## WORK INSTRUCTIONS
In the entries, find all lines that hold the word "version" and copy them.

Dataset entries

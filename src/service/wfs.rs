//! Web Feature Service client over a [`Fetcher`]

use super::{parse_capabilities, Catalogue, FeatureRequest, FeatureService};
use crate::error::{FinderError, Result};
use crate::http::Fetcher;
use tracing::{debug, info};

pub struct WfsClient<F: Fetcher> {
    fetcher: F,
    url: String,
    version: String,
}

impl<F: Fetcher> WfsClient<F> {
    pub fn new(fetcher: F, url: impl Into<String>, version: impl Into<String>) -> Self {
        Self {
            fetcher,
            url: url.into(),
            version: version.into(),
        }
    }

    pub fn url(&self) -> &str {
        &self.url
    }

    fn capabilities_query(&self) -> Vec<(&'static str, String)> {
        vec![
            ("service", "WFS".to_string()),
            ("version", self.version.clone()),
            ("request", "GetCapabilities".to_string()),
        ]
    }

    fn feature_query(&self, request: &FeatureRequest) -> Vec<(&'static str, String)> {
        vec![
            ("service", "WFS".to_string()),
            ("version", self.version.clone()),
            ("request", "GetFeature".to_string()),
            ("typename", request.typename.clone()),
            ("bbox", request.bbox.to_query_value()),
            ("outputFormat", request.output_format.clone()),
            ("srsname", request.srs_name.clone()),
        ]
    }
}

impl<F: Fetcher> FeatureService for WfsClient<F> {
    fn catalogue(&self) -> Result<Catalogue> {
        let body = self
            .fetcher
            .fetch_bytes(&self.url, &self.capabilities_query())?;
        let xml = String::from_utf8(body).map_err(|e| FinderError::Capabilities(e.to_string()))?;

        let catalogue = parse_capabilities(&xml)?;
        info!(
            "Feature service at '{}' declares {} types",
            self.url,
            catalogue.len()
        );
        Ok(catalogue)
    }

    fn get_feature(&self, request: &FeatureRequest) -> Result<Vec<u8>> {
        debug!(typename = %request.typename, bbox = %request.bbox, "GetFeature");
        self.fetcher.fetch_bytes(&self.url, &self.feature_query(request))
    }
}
* * *
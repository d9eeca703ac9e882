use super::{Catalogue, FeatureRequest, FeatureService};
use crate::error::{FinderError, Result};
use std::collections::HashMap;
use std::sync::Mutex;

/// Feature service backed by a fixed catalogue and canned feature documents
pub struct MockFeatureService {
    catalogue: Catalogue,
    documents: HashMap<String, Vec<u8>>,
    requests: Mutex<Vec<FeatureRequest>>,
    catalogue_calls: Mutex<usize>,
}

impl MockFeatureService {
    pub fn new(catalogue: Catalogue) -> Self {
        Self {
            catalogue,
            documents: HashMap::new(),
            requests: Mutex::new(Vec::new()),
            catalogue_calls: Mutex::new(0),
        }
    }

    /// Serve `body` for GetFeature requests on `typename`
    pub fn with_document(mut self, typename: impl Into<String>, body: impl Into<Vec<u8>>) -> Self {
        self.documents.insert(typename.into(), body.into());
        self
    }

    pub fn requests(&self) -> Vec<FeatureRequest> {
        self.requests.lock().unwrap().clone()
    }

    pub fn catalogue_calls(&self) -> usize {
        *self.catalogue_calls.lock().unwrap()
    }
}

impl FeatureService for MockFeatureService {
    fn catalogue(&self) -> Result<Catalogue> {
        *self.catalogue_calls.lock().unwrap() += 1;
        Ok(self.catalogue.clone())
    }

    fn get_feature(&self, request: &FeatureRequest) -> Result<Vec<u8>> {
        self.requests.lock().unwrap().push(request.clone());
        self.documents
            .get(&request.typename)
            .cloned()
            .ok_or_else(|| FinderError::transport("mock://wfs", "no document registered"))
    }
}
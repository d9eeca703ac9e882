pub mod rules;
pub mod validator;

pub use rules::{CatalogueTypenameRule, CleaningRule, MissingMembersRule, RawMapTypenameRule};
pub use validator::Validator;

## FINISHED TASK
    version: String,
    pub fn new(fetcher: F, url: impl Into<String>, version: impl Into<String>) -> Self {
            version: version.into(),
            ("version", self.version.clone()),
            ("version", self.version.clone()),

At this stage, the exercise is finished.